In another tweet, Trump revoked his support for the common measures the other leaders agreed on.
WATCH: Freeland avoids speaking on ‘special place in hell’ comment by White House adviser
More attacks came on American TV Sunday morning. Appearing on Fox News Sunday, a Trump trade advisor lashed out at Trudeau.
BELOW: White House adviser says ‘special place in hell’ for Justin Trudeau
“There’s a special place in hell for any foreign leader that engages in bad faith diplomacy with President Donald J. Trump and then tries to stab him in the back on the way out the door,” said Peter Navarro.
However, the prime minister is also getting support from both sides of the border — and from people whose support he wouldn’t normally expect.
Alberta’s leader of the United Conservative Party, Jason Kenney, tweeted his agreement with Trudeau.
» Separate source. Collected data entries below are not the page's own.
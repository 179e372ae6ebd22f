use crate::application::catalog::InstrumentCatalog;
use crate::domain::errors::LedgerError;
use crate::domain::repositories::LedgerRepository;
use crate::domain::trading::types::{DateRange, OrderSide, OrderTicket, TransactionRecord, UserId};
use anyhow::Result;
use std::sync::Arc;
use tracing::{error, info};

/// Validates orders and hands them to the ledger store for settlement.
pub struct TransactionLedger {
    catalog: Arc<InstrumentCatalog>,
    ledger: Arc<dyn LedgerRepository>,
}

impl TransactionLedger {
    pub fn new(catalog: Arc<InstrumentCatalog>, ledger: Arc<dyn LedgerRepository>) -> Self {
        Self { catalog, ledger }
    }

    /// Submits a BUY or SELL order.
    ///
    /// Volume and side are checked before the ticker is resolved, so a
    /// malformed order never triggers a catalog sync. Balance and holdings are
    /// checked by the store inside the same transaction that writes them.
    pub async fn submit(
        &self,
        user_id: UserId,
        ticker: &str,
        side: &str,
        volume: i64,
    ) -> Result<TransactionRecord, LedgerError> {
        if volume <= 0 {
            return Err(LedgerError::InvalidVolume(volume));
        }
        let volume = volume.unsigned_abs();
        let side: OrderSide = side.parse()?;

        let instrument = self
            .catalog
            .resolve(ticker)
            .await
            .map_err(|e| LedgerError::CommitFailed(anyhow::Error::new(e)))?
            .into_instrument()
            .ok_or_else(|| LedgerError::InstrumentNotFound(ticker.trim().to_string()))?;

        let order = OrderTicket {
            user_id,
            instrument_id: instrument.id,
            side,
            volume,
        };

        match self.ledger.settle(&order).await {
            Ok(record) => Ok(record),
            Err(LedgerError::CommitFailed(source)) => {
                error!(
                    "TransactionLedger: {} {} x{} for user {} rolled back: {:#}",
                    side, instrument.ticker, volume, user_id, source
                );
                Err(LedgerError::CommitFailed(source))
            }
            Err(rejected) => {
                info!(
                    "TransactionLedger: {} {} x{} for user {} rejected: {}",
                    side, instrument.ticker, volume, user_id, rejected
                );
                Err(rejected)
            }
        }
    }

    /// Transactions of `user_id`, oldest first, optionally bounded by `range`
    pub async fn history(
        &self,
        user_id: UserId,
        range: Option<DateRange>,
    ) -> Result<Vec<TransactionRecord>> {
        self.ledger.history(user_id, range).await
    }
}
“On the trade deal south of the border, we stand shoulder to shoulder with the prime minister and our federal counterparts,” said Premier-designate Doug Ford.
Even Republican senator John McCain tweeted his support.
What does this feud mean for the relationship between the two allies and the future of NAFTA? The Canadian government is hoping for the best, according to Canada’s foreign affairs minister, but it’s not backing down.
“We regret that the U.S. has done this and we are absolutely convinced, today more than ever, of the necessity of a clear, resolute, strong, firm Canadian response,” said Minister of Foreign Affairs Chrystia Freeland.